Тётя Мэй смотрела в конец улицы, не едет ли автобус, а когда она повернулась, я увидел, что на глазах у неё слёзы.
— Это всё холодный ветер, милый. Вечно у меня из-за него глаза слезятся.
Казалось, мы простояли там не меньше часа. Потом я услышал мотор где-то вдалеке и, когда показался автобус, вышел на дорогу, чтобы помахать шофёру. Он остановился чуть ли в квартале от нас. Я схватил чемодан, и мы побежали к автобусу — шофёр уже открывал дверь. Тётя Мэй поднялась на первую ступеньку, потом снова спустилась и поцеловала меня, и я поцеловал её в ответ. Я хотел попросить её не уезжать, но вместо этого отдал ей чемодан, и дверь закрылась. Я разглядел, как она машет мне из темноты салона. Я помахал в ответ и улыбнулся. Потом мотор завёлся, и автобус тронулся. Выхлоп ударил мне в нос, и я отступил обратно на тротуар, и смотрел вслед автобусу, пока он не скрылся за дальним холмом, и больше я тётю Мэй не видел.
Девять
Когда я вернулся к дому, уже темнело.
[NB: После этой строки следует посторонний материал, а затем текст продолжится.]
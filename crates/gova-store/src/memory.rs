//! In-memory store
//!
//! Keeps nodes per label in insertion order. Besides serving tests and the
//! CLI's offline mode it can inject failures, delay fetches per label and
//! log every create request it receives.

use crate::error::StoreError;
use crate::record::Record;
use crate::store::GraphStore;
use async_trait::async_trait;
use gova_resource::{Label, Properties};
use parking_lot::Mutex;
use std::collections::HashMap;
use std::sync::atomic::{AtomicI64, AtomicUsize, Ordering};
use std::time::Duration;
use tokio::sync::RwLock;

/// In-process [`GraphStore`]
#[derive(Debug, Default)]
pub struct MemoryStore {
    nodes: RwLock<HashMap<Label, Vec<Record>>>,
    next_id: AtomicI64,
    fetch_calls: AtomicUsize,
    create_requests: Mutex<Vec<(Label, Properties)>>,
    failure: Mutex<Option<StoreError>>,
    fetch_delays: Mutex<HashMap<Label, Duration>>,
}

impl MemoryStore {
    /// Create empty store
    #[inline]
    #[must_use]
    pub fn new() -> Self {
        Self::default()
    }

    /// Insert records directly, bypassing the create log
    pub async fn seed<I>(&self, label: &Label, records: I)
    where
        I: IntoIterator<Item = Properties>,
    {
        let mut nodes = self.nodes.write().await;
        let bucket = nodes.entry(label.clone()).or_default();
        for props in records {
            bucket.push(Record::new(props).with_id(self.allocate_id()));
        }
    }

    /// Make every following operation fail with `error` until cleared
    pub fn fail_with(&self, error: StoreError) {
        *self.failure.lock() = Some(error);
    }

    /// Stop injecting failures
    pub fn clear_failure(&self) {
        *self.failure.lock() = None;
    }

    /// Delay fetches of `label` by `delay`
    pub fn set_fetch_delay(&self, label: &Label, delay: Duration) {
        self.fetch_delays.lock().insert(label.clone(), delay);
    }

    /// Create requests received so far, failed ones included
    #[must_use]
    pub fn create_requests(&self) -> Vec<(Label, Properties)> {
        self.create_requests.lock().clone()
    }

    /// Number of fetches received so far
    #[inline]
    #[must_use]
    pub fn fetch_calls(&self) -> usize {
        self.fetch_calls.load(Ordering::SeqCst)
    }

    /// Number of stored records with `label`
    pub async fn count(&self, label: &Label) -> usize {
        self.nodes.read().await.get(label).map_or(0, Vec::len)
    }

    fn allocate_id(&self) -> i64 {
        self.next_id.fetch_add(1, Ordering::SeqCst)
    }

    fn injected_failure(&self) -> Result<(), StoreError> {
        match self.failure.lock().clone() {
            Some(err) => Err(err),
            None => Ok(()),
        }
    }
}

#[async_trait]
impl GraphStore for MemoryStore {
    async fn fetch_list(&self, label: &Label, limit: usize) -> Result<Vec<Record>, StoreError> {
        self.fetch_calls.fetch_add(1, Ordering::SeqCst);

        let delay = self.fetch_delays.lock().get(label).copied();
        if let Some(delay) = delay {
            tokio::time::sleep(delay).await;
        }
        self.injected_failure()?;

        let nodes = self.nodes.read().await;
        Ok(nodes
            .get(label)
            .map(|records| records.iter().take(limit).cloned().collect())
            .unwrap_or_default())
    }

    async fn create_record(&self, label: &Label, properties: Properties) -> Result<(), StoreError> {
        self.create_requests
            .lock()
            .push((label.clone(), properties.clone()));
        self.injected_failure()?;

        let record = Record::new(properties).with_id(self.allocate_id());
        self.nodes
            .write()
            .await
            .entry(label.clone())
            .or_default()
            .push(record);
        Ok(())
    }
}

#[cfg(test)]
mod tests {
    use super::*;
    use pretty_assertions::assert_eq;
    use serde_json::json;

    fn user() -> Label {
        Label::new("User").unwrap()
    }

    fn person(name: &str) -> Properties {
        let mut props = Properties::new();
        props.insert("name".into(), json!(name));
        props
    }

    #[tokio::test]
    async fn empty_label_fetches_empty() {
        let store = MemoryStore::new();
        let rows = store.fetch_list(&user(), 25).await.unwrap();
        assert!(rows.is_empty());
    }

    #[tokio::test]
    async fn create_then_fetch_round_trips() {
        let store = MemoryStore::new();
        let mut props = person("Ada");
        props.insert("email".into(), json!("a@x.com"));

        store.create_record(&user(), props.clone()).await.unwrap();

        let rows = store.fetch_list(&user(), 25).await.unwrap();
        assert_eq!(rows.len(), 1);
        assert_eq!(rows[0].properties(), &props);
        assert_eq!(store.create_requests(), vec![(user(), props)]);
    }

    #[tokio::test]
    async fn fetch_respects_limit() {
        let store = MemoryStore::new();
        store
            .seed(&user(), (0..30).map(|i| person(&format!("u{i}"))))
            .await;

        assert_eq!(store.fetch_list(&user(), 25).await.unwrap().len(), 25);
        assert_eq!(store.fetch_list(&user(), 5).await.unwrap().len(), 5);
        assert_eq!(store.count(&user()).await, 30);
    }

    #[tokio::test]
    async fn labels_are_isolated() {
        let store = MemoryStore::new();
        store.seed(&user(), [person("Ada")]).await;

        let post = Label::new("Post").unwrap();
        assert!(store.fetch_list(&post, 25).await.unwrap().is_empty());
    }

    #[tokio::test]
    async fn consecutive_fetches_agree() {
        let store = MemoryStore::new();
        store.seed(&user(), [person("Ada"), person("Grace")]).await;

        let first = store.fetch_list(&user(), 25).await.unwrap();
        let second = store.fetch_list(&user(), 25).await.unwrap();
        assert_eq!(first.len(), second.len());
        assert_eq!(store.fetch_calls(), 2);
    }

    #[tokio::test]
    async fn injected_failure_is_logged_and_returned() {
        let store = MemoryStore::new();
        store.fail_with(StoreError::Connection("refused".into()));

        let err = store.create_record(&user(), person("Ada")).await.unwrap_err();
        assert!(err.is_connection());
        assert_eq!(store.create_requests().len(), 1);
        assert_eq!(store.count(&user()).await, 0);

        store.clear_failure();
        store.create_record(&user(), person("Ada")).await.unwrap();
        assert_eq!(store.count(&user()).await, 1);
    }

    #[tokio::test(start_paused = true)]
    async fn fetch_delay_applies_per_label() {
        let store = MemoryStore::new();
        store.set_fetch_delay(&user(), Duration::from_secs(5));

        let started = tokio::time::Instant::now();
        store.fetch_list(&user(), 25).await.unwrap();
        assert!(started.elapsed() >= Duration::from_secs(5));

        let post = Label::new("Post").unwrap();
        let started = tokio::time::Instant::now();
        store.fetch_list(&post, 25).await.unwrap();
        assert!(started.elapsed() < Duration::from_secs(1));
    }
}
Всю дорогу вверх по тропинке я размышлял, скоро ли ждать билетов от тёти Мэй и что делать, пока они не придут. Ветер совсем разбушевался. Чтобы не замёрзнуть, недалеко от дома я перешёл на бег. Тропинку я знал наизусть, так что закрыл глаза и не открывал, пока шлак не захрустел под ногами.
Войдя в дом, я закрыл окна, потому что ветер продувал все комнаты насквозь и было холодно, как на улице. Я зажёг старую плиту на кухне, вскрыл банку кукурузы и опрокинул в кастрюлю. Потом я подумал, где может быть мама. Я распахнул заднюю дверь и позвал, стараясь перекричать ветер, но потом вспомнил, что она никогда не откликается, когда её зовут, да и всё равно всегда возвращается, когда на улице темнеет. Темнота её пугала.
Я решил, что она, должно быть, наверху, и не стал больше об этом размышлять. Когда кукуруза согрелась, я перевалил её в тарелку, положил сверху масла, достал хлеб и стал есть. Ветер завывал, налетая на угол кухни, и слышно было, как сосны на папином участке со свистом хлещут друг друга ветвями. Я представил себе холм наутро, когда земля будет усыпана иголками и мелкими веточками, и всё вокруг облепят листья, сорванные с кустов. Шлак во дворе тоже занесёт листвой и ветками, а зверьки на холмах поднимут переполох. С ними так всегда бывало в ветреную погоду.
Я доел и поставил тарелку в раковину к остальной посуде. Посмотрел на груду грязных тарелок и стаканов и подумал, что придётся всё это отмывать, и вот бы тётя Мэй поскорее написала про билеты. Но как же это она взяла и уехала, и совсем не подумала о том, как мне везти маму на поезде? И вообще — неужели мы правда уедем из долины? Я никогда в жизни не уезжал так далеко, но тётя Мэй ничего не сказала о том, как быть со всеми вещами в доме, и ведь нужно ещё много чего уладить до отъезда, а я даже не знал, куда ей писать, чтобы спросить, что нужно сделать. Я посмотрел на старую, засиженную мухами лампочку на проводе. Она как будто никогда не перегорала, хотя пользовались мы ей постоянно. Я не мог припомнить, чтобы её хоть раз меняли. Я подумал, что остался тут с мамой один-одинёшенек, совсем как эта одинокая лампочка висит на проводе и не может слезть.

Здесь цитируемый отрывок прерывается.